エピローグ ハイペリオンの企み
『素晴らしい……』
ぼそりと機械を通したかのようなくぐもった感嘆の声が上がる。
ここは何の飾り気も無い薄暗い部屋、しかしかなり広い部屋だ。
壁の巨大モニターには惑星ガイアの地上を探索するモニカとミズキの姿が映し出されていた。
ドローンの映像はこの部屋に送られていたのだ。
『この少女、モニカと言ったか……何の装備も無しに顔を外気に晒すなど有り得ない事だ』
『イエス、これこそがあのミズキという超AIのなせる業……』
『フフフッ、これは愉快、報告で聞いていた以上に面白い事になっている様だな』
次々と部屋内に言葉が飛び交うが、室内は思いのほか暗く、誰が話しているのか、どれだけの人物がいるのかは定かではない。
ここで赤く光る横に並んだ二つのランプが灯る。
そのお陰でぼんやりとそのヒカリを宿す物体の輪郭が現れる。
円筒状の物体……灯る二つのランプは位置的に目の様に見受けられた。
『同志たちよ、今まさに我らの悲願を達成する好機が到来した……我々の百年来の悲願の達成のな……』
円筒状の物体から発せられた声色は歓喜に満ちていた。
その言葉に反応したかのように少し離れた場所に今度は青色の光が灯る。
『とうとう人類が再び地上に戻る時が来たのですね? あの少女とAIの存在によって……』
更に別の場所に黄色の光が灯る。
『イエス、彼女らこそがこの計画の要、最重要因子』
緑の光が瞬く。
『だがどうするのかね? 少女一人が地上で活動できたからといって我々が長々と実現できなかった地上進出がかのうになるのか?』
次は紫の光。
『聞けばあのAIミズキは物質を変換して別の物質に造り替えることが出来るという話だ、つまり古から語られる錬金術に他ならない』
『馬鹿な、そんなおとぎ話、にわかには信じられん』
緑が否定的な意見を述べる。
『ノー、錬金術にあらず、イエス、物質変換』
『ちらも同じこと、そもそもどうやってあの者たちに協力させるつもりなのか?』
様々な色が明滅を伴い議論が白熱する。
『静まり給え、そもそも彼らは我々ハイペリオンの庇護下にある、組織の者に保護させここまで連れて来る手はずになっておるので心配無用』
赤が一度仕切り直しをする。
『彼らを連れて来たとしてそれで具体的にはまずどうするおつもりで?』
緑が疑問を呈する。
何故かこの人物は計画の内容に疎い様だ。
得てして組織内には居るものだ、声と態度は大きい癖に無知な輩が。
『まずは手始めにAIミズキの力で我らの肉体を再生する、あの少女同様の肉体を手に入れられればもう恐れる事は何もない』
『成程、我らも生身の肉体を失って久しいですからな』
彼らの身体は全て金属で出来ていた。
しかし人型をしておらず、立方体や直方体の胴体に光る眼のある頭が乗っていて身体から昆虫の様に伸びた足の先端に滑車が付いているロボットの出来損ないのようなお粗末な身体であった。

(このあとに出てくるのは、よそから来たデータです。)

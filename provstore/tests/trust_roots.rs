use std::path::Path;

use der::{DecodePem, Encode};
use provstore::*;
use x509_cert::Certificate;

#[test]
fn two_cas_one_leaf() {
    let roots = load_trust_roots(Path::new("tests/examples/two_cas_one_leaf.pem")).unwrap();
    assert_eq!(2, roots.len());
    for root in &roots {
        let cert = Certificate::from_pem(root).unwrap();
        assert!(is_ca(&cert));
    }
    assert_ne!(roots[0], roots[1]);

    // each re-encoded root yields exactly one certificate when split again
    let bundle = concat_trust_roots(&roots);
    assert_eq!(2, parse_certificates(&bundle).unwrap().len());
}

#[test]
fn leaves_only() {
    let path = Path::new("tests/examples/leaves_only.pem");
    let r = load_trust_roots(path);
    assert_eq!(
        Err(Error::NoCaFound {
            path: path.display().to_string()
        }),
        r
    );
    assert!(r.unwrap_err().to_string().contains("leaves_only.pem"));
}

#[test]
fn truncated_final_block() {
    let r = load_trust_roots(Path::new("tests/examples/truncated.pem"));
    match r {
        Err(Error::CertificateParse { path, .. }) => assert!(path.ends_with("truncated.pem")),
        _ => panic!("expected CertificateParse error"),
    }
}

#[test]
fn missing_chain_file() {
    let r = load_trust_roots(Path::new("tests/examples/missing.pem"));
    assert!(matches!(r, Err(Error::FileRead { .. })));
}

#[test]
fn pem_round_trip() {
    let original = std::fs::read("tests/examples/root_ca_one.pem").unwrap();
    let original = Certificate::from_pem(&original).unwrap();

    let roots = load_trust_roots(Path::new("tests/examples/root_ca_one.pem")).unwrap();
    assert_eq!(1, roots.len());
    let reloaded = Certificate::from_pem(&roots[0]).unwrap();
    assert_eq!(original, reloaded);
    assert_eq!(original.to_der().unwrap(), reloaded.to_der().unwrap());
}

#[test]
fn explanatory_text_is_skipped() {
    let roots = load_trust_roots(Path::new("tests/examples/ca_with_text.pem")).unwrap();
    assert_eq!(1, roots.len());
}
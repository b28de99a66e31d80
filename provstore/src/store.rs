//! The [`ProvisionerStore`] trait and its two implementations.
//!
//! - [`AdminStore`] delegates to a remote administration API via an [`AdminClient`](crate::AdminClient).
//! - [`FileStore`] edits the static provisioner list of an authority configuration file.
//!
//! Callers normally obtain a store from [`select_store`](crate::select_store) rather than
//! constructing one directly.

pub mod admin_store;
pub mod file_store;

pub use crate::{store::admin_store::*, store::file_store::*};

use crate::provisioner::{Provisioner, ProvisionerSelector};
use crate::util::error::*;

/// The `ProvisionerStore` trait defines the operations used to manage provisioner records
/// independent of where those records are kept.
pub trait ProvisionerStore {
    /// `create` adds a provisioner. An [Error::AlreadyExists] is returned if a provisioner with the
    /// same name or key identifier is present.
    fn create(&mut self, prov: Provisioner) -> Result<Provisioner>;

    /// `get` returns the provisioner matching `selector` or [Error::NotFound].
    fn get(&self, selector: &ProvisionerSelector) -> Result<Provisioner>;

    /// `update` replaces the provisioner named `name` with `prov`, or returns [Error::NotFound].
    fn update(&mut self, name: &str, prov: Provisioner) -> Result<()>;

    /// `remove` deletes the one provisioner matching `selector`, or returns [Error::NotFound].
    fn remove(&mut self, selector: &ProvisionerSelector) -> Result<()>;

    /// `list` returns all provisioners.
    fn list(&self) -> Result<Vec<Provisioner>>;

    /// `get_encrypted_key` returns the encrypted private key of the provisioner whose key identifier
    /// is `kid`.
    fn get_encrypted_key(&self, kid: &str) -> Result<String> {
        let prov = self.get(&ProvisionerSelector::Id(kid.to_string()))?;
        match prov.encrypted_key {
            Some(k) => Ok(k),
            None => Err(Error::NotFound(format!(
                "encrypted key for provisioner with id {}",
                kid
            ))),
        }
    }
}
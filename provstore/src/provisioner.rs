//! Provisioner records as stored in the authority configuration and exchanged with the
//! administration API.
//!
//! Only the attributes edited by this crate are modeled as fields. Everything else present in a
//! record is retained in [`Provisioner::other`] so that records round-trip without loss.

use core::fmt;

use base64ct::{Base64, Encoding};
use serde::{Deserialize, Serialize};
use serde_json::{Map, Value};

use crate::util::error::*;

pub(crate) fn is_false(b: &bool) -> bool {
    !*b
}

/// Provisioner types understood by the certificate authority. Type names are matched without regard
/// for case when read.
#[derive(Copy, Clone, Debug, Default, Eq, PartialEq, Serialize, Deserialize)]
#[serde(try_from = "String", into = "String")]
pub enum ProvisionerType {
    /// JSON Web Key provisioner
    #[default]
    Jwk,
    /// OpenID Connect provisioner
    Oidc,
    /// Google Cloud instance identity provisioner
    Gcp,
    /// Amazon Web Services instance identity provisioner
    Aws,
    /// Microsoft Azure instance identity provisioner
    Azure,
    /// ACME provisioner
    Acme,
    /// X.509 certificate provisioner
    X5c,
    /// Kubernetes service account provisioner
    K8sSa,
    /// SSH certificate provisioner
    SshPop,
    /// SCEP provisioner
    Scep,
    /// Nebula certificate provisioner
    Nebula,
}

impl ProvisionerType {
    /// `parse` accepts a provisioner type name without regard for case.
    pub fn parse(s: &str) -> Result<Self> {
        let t = match s.to_ascii_uppercase().as_str() {
            "JWK" => ProvisionerType::Jwk,
            "OIDC" => ProvisionerType::Oidc,
            "GCP" => ProvisionerType::Gcp,
            "AWS" => ProvisionerType::Aws,
            "AZURE" => ProvisionerType::Azure,
            "ACME" => ProvisionerType::Acme,
            "X5C" => ProvisionerType::X5c,
            "K8SSA" => ProvisionerType::K8sSa,
            "SSHPOP" => ProvisionerType::SshPop,
            "SCEP" => ProvisionerType::Scep,
            "NEBULA" => ProvisionerType::Nebula,
            _ => {
                return Err(Error::InvalidArgument(format!(
                    "unsupported provisioner type '{}'",
                    s
                )))
            }
        };
        Ok(t)
    }
}

impl TryFrom<String> for ProvisionerType {
    type Error = Error;

    fn try_from(s: String) -> Result<Self> {
        ProvisionerType::parse(&s)
    }
}

impl From<ProvisionerType> for String {
    fn from(t: ProvisionerType) -> String {
        t.to_string()
    }
}

impl fmt::Display for ProvisionerType {
    fn fmt(&self, f: &mut fmt::Formatter<'_>) -> fmt::Result {
        let s = match self {
            ProvisionerType::Jwk => "JWK",
            ProvisionerType::Oidc => "OIDC",
            ProvisionerType::Gcp => "GCP",
            ProvisionerType::Aws => "AWS",
            ProvisionerType::Azure => "AZURE",
            ProvisionerType::Acme => "ACME",
            ProvisionerType::X5c => "X5C",
            ProvisionerType::K8sSa => "K8SSA",
            ProvisionerType::SshPop => "SSHPOP",
            ProvisionerType::Scep => "SCEP",
            ProvisionerType::Nebula => "NEBULA",
        };
        write!(f, "{}", s)
    }
}

/// Public JSON Web Key used to verify provisioning tokens. Only the key identifier is interpreted.
#[derive(Clone, Debug, Default, PartialEq, Serialize, Deserialize)]
pub struct ProvisionerKey {
    /// Key identifier
    #[serde(skip_serializing_if = "Option::is_none")]
    pub kid: Option<String>,
    /// Remaining JWK members
    #[serde(flatten)]
    pub params: Map<String, Value>,
}

/// Certificate duration and renewal claims.
#[derive(Clone, Debug, Default, PartialEq, Serialize, Deserialize)]
#[serde(rename_all = "camelCase")]
pub struct Claims {
    /// Minimum duration of an X.509 certificate
    #[serde(rename = "minTLSCertDuration", skip_serializing_if = "Option::is_none")]
    pub min_tls_dur: Option<String>,
    /// Maximum duration of an X.509 certificate
    #[serde(rename = "maxTLSCertDuration", skip_serializing_if = "Option::is_none")]
    pub max_tls_dur: Option<String>,
    /// Default duration of an X.509 certificate
    #[serde(rename = "defaultTLSCertDuration", skip_serializing_if = "Option::is_none")]
    pub default_tls_dur: Option<String>,
    /// Minimum duration of an SSH user certificate
    #[serde(rename = "minUserSSHCertDuration", skip_serializing_if = "Option::is_none")]
    pub min_user_ssh_dur: Option<String>,
    /// Maximum duration of an SSH user certificate
    #[serde(rename = "maxUserSSHCertDuration", skip_serializing_if = "Option::is_none")]
    pub max_user_ssh_dur: Option<String>,
    /// Default duration of an SSH user certificate
    #[serde(rename = "defaultUserSSHCertDuration", skip_serializing_if = "Option::is_none")]
    pub default_user_ssh_dur: Option<String>,
    /// Minimum duration of an SSH host certificate
    #[serde(rename = "minHostSSHCertDuration", skip_serializing_if = "Option::is_none")]
    pub min_host_ssh_dur: Option<String>,
    /// Maximum duration of an SSH host certificate
    #[serde(rename = "maxHostSSHCertDuration", skip_serializing_if = "Option::is_none")]
    pub max_host_ssh_dur: Option<String>,
    /// Default duration of an SSH host certificate
    #[serde(rename = "defaultHostSSHCertDuration", skip_serializing_if = "Option::is_none")]
    pub default_host_ssh_dur: Option<String>,
    /// Disables renewal of issued certificates
    #[serde(skip_serializing_if = "Option::is_none")]
    pub disable_renewal: Option<bool>,
    /// Allows renewal of expired certificates
    #[serde(skip_serializing_if = "Option::is_none")]
    pub allow_renewal_after_expiry: Option<bool>,
    /// Enables issuance of SSH certificates
    #[serde(rename = "enableSSHCA", skip_serializing_if = "Option::is_none")]
    pub enable_ssh_ca: Option<bool>,
    /// Remaining claims
    #[serde(flatten)]
    pub other: Map<String, Value>,
}

/// Reference to a certificate template and the data supplied to it.
#[derive(Clone, Debug, Default, PartialEq, Serialize, Deserialize)]
#[serde(rename_all = "camelCase")]
pub struct TemplateOptions {
    /// Path of the template file
    #[serde(skip_serializing_if = "Option::is_none")]
    pub template_file: Option<String>,
    /// JSON object made available to the template
    #[serde(skip_serializing_if = "Option::is_none")]
    pub template_data: Option<Value>,
    /// Remaining options
    #[serde(flatten)]
    pub other: Map<String, Value>,
}

/// Template options for X.509 and SSH certificates.
#[derive(Clone, Debug, Default, PartialEq, Serialize, Deserialize)]
pub struct ProvisionerOptions {
    /// X.509 template options
    #[serde(skip_serializing_if = "Option::is_none")]
    pub x509: Option<TemplateOptions>,
    /// SSH template options
    #[serde(skip_serializing_if = "Option::is_none")]
    pub ssh: Option<TemplateOptions>,
    /// Remaining options
    #[serde(flatten)]
    pub other: Map<String, Value>,
}

/// A provisioner record.
#[derive(Clone, Debug, Default, PartialEq, Serialize, Deserialize)]
#[serde(rename_all = "camelCase")]
pub struct Provisioner {
    /// Provisioner type
    #[serde(rename = "type")]
    pub kind: ProvisionerType,
    /// Provisioner name, unique within an authority
    pub name: String,
    /// Identifier assigned by the administration API
    #[serde(skip_serializing_if = "Option::is_none")]
    pub id: Option<String>,
    /// Public key used to verify provisioning tokens (JWK provisioners)
    #[serde(skip_serializing_if = "Option::is_none")]
    pub key: Option<ProvisionerKey>,
    /// JWE compact serialization of the private key (JWK provisioners)
    #[serde(skip_serializing_if = "Option::is_none")]
    pub encrypted_key: Option<String>,
    /// Duration and renewal claims
    #[serde(skip_serializing_if = "Option::is_none")]
    pub claims: Option<Claims>,
    /// Template options
    #[serde(skip_serializing_if = "Option::is_none")]
    pub options: Option<ProvisionerOptions>,

    /// AWS account identifiers
    #[serde(default, skip_serializing_if = "Vec::is_empty")]
    pub accounts: Vec<String>,
    /// Google service accounts
    #[serde(default, skip_serializing_if = "Vec::is_empty")]
    pub service_accounts: Vec<String>,
    /// Google project identifiers
    #[serde(rename = "projectIDs", default, skip_serializing_if = "Vec::is_empty")]
    pub project_ids: Vec<String>,
    /// Azure tenant identifier
    #[serde(rename = "tenantID", skip_serializing_if = "Option::is_none")]
    pub tenant_id: Option<String>,
    /// Azure resource group names
    #[serde(default, skip_serializing_if = "Vec::is_empty")]
    pub resource_groups: Vec<String>,
    /// Azure subscription identifiers
    #[serde(rename = "subscriptionIDs", default, skip_serializing_if = "Vec::is_empty")]
    pub subscription_ids: Vec<String>,
    /// Azure AD object identifiers
    #[serde(rename = "objectIDs", default, skip_serializing_if = "Vec::is_empty")]
    pub object_ids: Vec<String>,
    /// Maximum instance age for AWS and GCP provisioners
    #[serde(skip_serializing_if = "Option::is_none")]
    pub instance_age: Option<String>,
    /// File containing certificates used to validate AWS instance identity documents
    #[serde(rename = "iidRoots", skip_serializing_if = "Option::is_none")]
    pub iid_roots: Option<String>,
    /// Cloud provisioners only add the internal DNS name and IP as SANs
    #[serde(rename = "disableCustomSANs", default, skip_serializing_if = "is_false")]
    pub disable_custom_sans: bool,
    /// Cloud provisioners accept multiple requests from the same instance
    #[serde(default, skip_serializing_if = "is_false")]
    pub disable_trust_on_first_use: bool,
    /// ACME provisioners always set the common name
    #[serde(rename = "forceCN", default, skip_serializing_if = "is_false")]
    pub force_cn: bool,
    /// ACME provisioners require external account binding
    #[serde(rename = "requireEAB", default, skip_serializing_if = "is_false")]
    pub require_eab: bool,
    /// Base64 encoding of the PEM bundle of Nebula roots
    #[serde(skip_serializing_if = "Option::is_none")]
    pub roots: Option<String>,

    /// Remaining attributes
    #[serde(flatten)]
    pub other: Map<String, Value>,
}

impl Provisioner {
    /// `new` returns a record with the given type and name and no other attributes.
    pub fn new(kind: ProvisionerType, name: &str) -> Self {
        Provisioner {
            kind,
            name: name.to_string(),
            ..Default::default()
        }
    }

    /// `kid` returns the key identifier of the provisioner's public key, if any.
    pub fn kid(&self) -> Option<&str> {
        self.key.as_ref().and_then(|k| k.kid.as_deref())
    }

    /// `matches` returns true if the record is selected by `selector`.
    pub fn matches(&self, selector: &ProvisionerSelector) -> bool {
        match selector {
            ProvisionerSelector::Name(name) => &self.name == name,
            ProvisionerSelector::Id(id) => {
                self.id.as_deref() == Some(id.as_str()) || self.kid() == Some(id.as_str())
            }
        }
    }

    /// `conflicts_with` returns true if the records share a name or a non-empty key identifier.
    pub fn conflicts_with(&self, other: &Provisioner) -> bool {
        if self.name == other.name {
            return true;
        }
        match (self.kid(), other.kid()) {
            (Some(a), Some(b)) => a == b,
            _ => false,
        }
    }

    /// `set_nebula_roots` stores a PEM bundle in the `roots` attribute.
    pub fn set_nebula_roots(&mut self, pem_bundle: &[u8]) {
        self.roots = Some(Base64::encode_string(pem_bundle));
    }

    /// `nebula_roots` returns the PEM bundle stored in the `roots` attribute.
    pub fn nebula_roots(&self) -> Result<Option<Vec<u8>>> {
        match &self.roots {
            Some(r) => Base64::decode_vec(r)
                .map(Some)
                .map_err(|e| Error::InvalidArgument(format!("invalid roots attribute: {}", e))),
            None => Ok(None),
        }
    }
}

/// Identifies a single provisioner by name or by identifier.
///
/// An identifier matches either the `id` assigned by the administration API or the key identifier
/// of the provisioner's public key.
#[derive(Clone, Debug, Eq, PartialEq)]
pub enum ProvisionerSelector {
    /// Select by provisioner name
    Name(String),
    /// Select by identifier or key identifier
    Id(String),
}

impl fmt::Display for ProvisionerSelector {
    fn fmt(&self, f: &mut fmt::Formatter<'_>) -> fmt::Result {
        match self {
            ProvisionerSelector::Name(name) => write!(f, "with name {}", name),
            ProvisionerSelector::Id(id) => write!(f, "with id {}", id),
        }
    }
}

#[test]
fn provisioner_round_trip_keeps_unknown_fields() {
    let json = r#"{
        "type": "JWK",
        "name": "admin@example.com",
        "key": {"use": "sig", "kty": "EC", "kid": "abc123", "crv": "P-256", "x": "X", "y": "Y"},
        "encryptedKey": "eyJhbGciOi",
        "claims": {"maxTLSCertDuration": "24h", "disableRenewal": true, "somethingNew": 1},
        "options": {"x509": {"templateFile": "leaf.tpl"}, "ssh": {"template": "{}"}},
        "unknownAttribute": [1, 2, 3]
    }"#;
    let p: Provisioner = serde_json::from_str(json).unwrap();
    assert_eq!(ProvisionerType::Jwk, p.kind);
    assert_eq!(Some("abc123"), p.kid());
    assert_eq!(Some("eyJhbGciOi".to_string()), p.encrypted_key);
    let claims = p.claims.clone().unwrap();
    assert_eq!(Some("24h".to_string()), claims.max_tls_dur);
    assert_eq!(Some(true), claims.disable_renewal);
    assert!(claims.other.contains_key("somethingNew"));
    assert!(p.other.contains_key("unknownAttribute"));

    let ser = serde_json::to_string(&p).unwrap();
    let p2: Provisioner = serde_json::from_str(&ser).unwrap();
    assert_eq!(p, p2);
}

#[test]
fn cloud_attributes() {
    let json = r#"{"type": "AWS", "name": "aws", "accounts": ["111", "222"],
        "disableCustomSANs": true, "instanceAge": "1h"}"#;
    let p: Provisioner = serde_json::from_str(json).unwrap();
    assert_eq!(ProvisionerType::Aws, p.kind);
    assert_eq!(vec!["111".to_string(), "222".to_string()], p.accounts);
    assert!(p.disable_custom_sans);
    assert!(!p.disable_trust_on_first_use);

    let v = serde_json::to_value(&p).unwrap();
    assert_eq!(Some(&Value::Bool(true)), v.get("disableCustomSANs"));
    assert!(v.get("disableTrustOnFirstUse").is_none());
    assert!(v.get("serviceAccounts").is_none());
}

#[test]
fn selectors() {
    let mut p = Provisioner::new(ProvisionerType::Jwk, "jwk");
    assert!(p.matches(&ProvisionerSelector::Name("jwk".to_string())));
    assert!(!p.matches(&ProvisionerSelector::Id("kid".to_string())));
    p.key = Some(ProvisionerKey {
        kid: Some("kid".to_string()),
        ..Default::default()
    });
    assert!(p.matches(&ProvisionerSelector::Id("kid".to_string())));
    p.id = Some("uuid".to_string());
    assert!(p.matches(&ProvisionerSelector::Id("uuid".to_string())));

    let mut q = Provisioner::new(ProvisionerType::Oidc, "other");
    assert!(!p.conflicts_with(&q));
    q.key = p.key.clone();
    assert!(p.conflicts_with(&q));
}

#[test]
fn types() {
    assert_eq!(Ok(ProvisionerType::K8sSa), ProvisionerType::parse("k8ssa"));
    assert_eq!(Ok(ProvisionerType::Nebula), ProvisionerType::parse("Nebula"));
    assert!(ProvisionerType::parse("unknown").is_err());
    assert_eq!(
        "\"SSHPOP\"",
        serde_json::to_string(&ProvisionerType::SshPop).unwrap()
    );
    assert_eq!("X5C", ProvisionerType::X5c.to_string());
}

#[test]
fn nebula_roots() {
    let mut p = Provisioner::new(ProvisionerType::Nebula, "nebula");
    assert_eq!(Ok(None), p.nebula_roots());
    p.set_nebula_roots(b"-----BEGIN CERTIFICATE-----\n");
    assert_eq!(
        Ok(Some(b"-----BEGIN CERTIFICATE-----\n".to_vec())),
        p.nebula_roots()
    );
}
//! Selection of the provisioner store used for an invocation.
//!
//! The choice depends on the authority configuration file:
//!
//! | configuration file                       | store          |
//! |------------------------------------------|----------------|
//! | absent                                   | [`AdminStore`] |
//! | `enableAdmin: true`, no static list      | [`AdminStore`] |
//! | `enableAdmin: true`, static provisioners | error          |
//! | `enableAdmin: false`                     | [`FileStore`]  |
//!
//! The conflicting case is reported as [Error::ConfigConflict] before any connection to the
//! administration API is attempted. It is left to the operator to either disable the
//! administration API or migrate the static provisioners.

use std::path::Path;

use log::{debug, error};

use crate::admin::AdminConnector;
use crate::config::load_configuration;
use crate::store::{AdminStore, FileStore, ProvisionerStore};
use crate::util::error::*;
use crate::util::file_utils::file_exists;

/// `select_store` returns the store to use given a connector for the administration API and the
/// location of the authority configuration file.
///
/// Errors:
/// - [Error::FileAccess] if `config_file` cannot be inspected
/// - [Error::FileRead] or [Error::ConfigLoad] if `config_file` cannot be loaded
/// - [Error::ConfigConflict] if the administration API is enabled alongside static provisioners
/// - any error returned by `connector` when the administration API is selected
pub fn select_store(
    connector: &dyn AdminConnector,
    config_file: &Path,
) -> Result<Box<dyn ProvisionerStore>> {
    if !file_exists(config_file)? {
        debug!(
            "{} not found, using administration API",
            config_file.display()
        );
        return Ok(Box::new(AdminStore::new(connector.connect()?)));
    }

    let config = load_configuration(config_file)?;
    if config.authority.enable_admin {
        if !config.authority.provisioners.is_empty() {
            let err = Error::ConfigConflict {
                path: config_file.display().to_string(),
            };
            error!("{}", err);
            return Err(err);
        }
        debug!(
            "Administration API enabled in {}",
            config_file.display()
        );
        return Ok(Box::new(AdminStore::new(connector.connect()?)));
    }

    debug!("Using static provisioners from {}", config_file.display());
    Ok(Box::new(FileStore::new(config, config_file)))
}

#[cfg(test)]
mod tests {
    use super::*;
    use crate::admin::AdminClient;
    use crate::provisioner::{Provisioner, ProvisionerSelector, ProvisionerType};
    use std::cell::Cell;

    // Counts connection attempts. Connections always fail so a test can tell which backend was
    // chosen without a network.
    #[derive(Default)]
    struct CountingConnector {
        calls: Cell<usize>,
    }

    impl AdminConnector for CountingConnector {
        fn connect(&self) -> Result<Box<dyn AdminClient>> {
            self.calls.set(self.calls.get() + 1);
            Err(Error::InvalidArgument("offline".to_string()))
        }
    }

    fn write_config(dir: &Path, json: &str) -> std::path::PathBuf {
        let path = dir.join("ca.json");
        std::fs::write(&path, json).unwrap();
        path
    }

    #[test]
    fn absent_file_uses_admin_api() {
        let dir = tempfile::tempdir().unwrap();
        let connector = CountingConnector::default();
        let r = select_store(&connector, &dir.path().join("ca.json"));
        assert!(matches!(r, Err(Error::InvalidArgument(_))));
        assert_eq!(1, connector.calls.get());
    }

    #[test]
    fn admin_enabled_uses_admin_api() {
        let dir = tempfile::tempdir().unwrap();
        let path = write_config(dir.path(), r#"{"authority": {"enableAdmin": true}}"#);
        let connector = CountingConnector::default();
        assert!(select_store(&connector, &path).is_err());
        assert_eq!(1, connector.calls.get());
    }

    #[test]
    fn admin_enabled_with_static_provisioners() {
        let dir = tempfile::tempdir().unwrap();
        let path = write_config(
            dir.path(),
            r#"{"authority": {"enableAdmin": true, "provisioners": [{"type": "ACME", "name": "acme"}]}}"#,
        );
        let connector = CountingConnector::default();
        let r = select_store(&connector, &path);
        assert_eq!(
            Some(Error::ConfigConflict {
                path: path.display().to_string()
            }),
            r.err()
        );
        assert_eq!(0, connector.calls.get());
    }

    #[test]
    fn admin_disabled_uses_file() {
        let dir = tempfile::tempdir().unwrap();
        let path = write_config(dir.path(), r#"{"authority": {"provisioners": []}}"#);
        let connector = CountingConnector::default();

        let mut store = select_store(&connector, &path).unwrap();
        let mut prov = Provisioner::new(ProvisionerType::Acme, "acme");
        prov.require_eab = true;
        store.create(prov.clone()).unwrap();

        let store = select_store(&connector, &path).unwrap();
        assert_eq!(
            prov,
            store
                .get(&ProvisionerSelector::Name("acme".to_string()))
                .unwrap()
        );
        assert_eq!(0, connector.calls.get());
    }

    #[test]
    fn malformed_config() {
        let dir = tempfile::tempdir().unwrap();
        let path = write_config(dir.path(), "{\"authority\": [");
        let connector = CountingConnector::default();
        assert!(matches!(
            select_store(&connector, &path),
            Err(Error::ConfigLoad { .. })
        ));
        assert_eq!(0, connector.calls.get());
    }

    #[cfg(unix)]
    #[test]
    fn uninspectable_config() {
        let dir = tempfile::tempdir().unwrap();
        let file = write_config(dir.path(), "{}");
        let connector = CountingConnector::default();
        let r = select_store(&connector, &file.join("ca.json"));
        match r {
            Err(Error::FileAccess { path, .. }) => assert!(path.ends_with("ca.json")),
            _ => panic!("expected FileAccess error"),
        }
        assert_eq!(0, connector.calls.get());
    }
}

そう、彼らこそが人類の進化を旗印に水面下で暗躍する【ハイペリオン】の幹部たち……そして赤い光を放つランプの物体がレントールの言っていたハイペリオンの総帥、ハイデガーその人であった。
『次にいま生き残っている人類を滅亡させる』
『ほう、それは穏やかではありませんな、しかし人類を滅ぼしてしまっては計画の趣旨に反するのでは?』
『地下に潜伏しウイルスに脅える旧人類など不要、旧世代の遺物には滅んでもらわねばならぬ、そして新たな人類を創造する』
『これは神をも恐れぬ所業ですな、しかしてその方法は?』
『あの少女、モニカを母体に新人類の繁殖を行う、彼女には新時代のイヴになってもらうつもりだ、名付けて【プロジェクトエデン】……そのために私は自らの遺伝子を保存していたのだよ、新人類の始祖たる彼女とならきっと優秀な子孫が誕生する事だろう』
おおおおおっ……。
ハイデガーの衝撃の計画が露になり室内からどよめきが起こる。
奇しくもモニカがコロニーエデン3出身なのは果たして偶然なのだろうか。
『早くここまで来るがいいモニカ、お前のアダムが待っているぞ』
ハイデガーたちの見つめる壁のモニターにはそんな事など知る由もないモニカが建物を発見してミズキと共に喜びの声を上げる様子が映し出されていたのだった。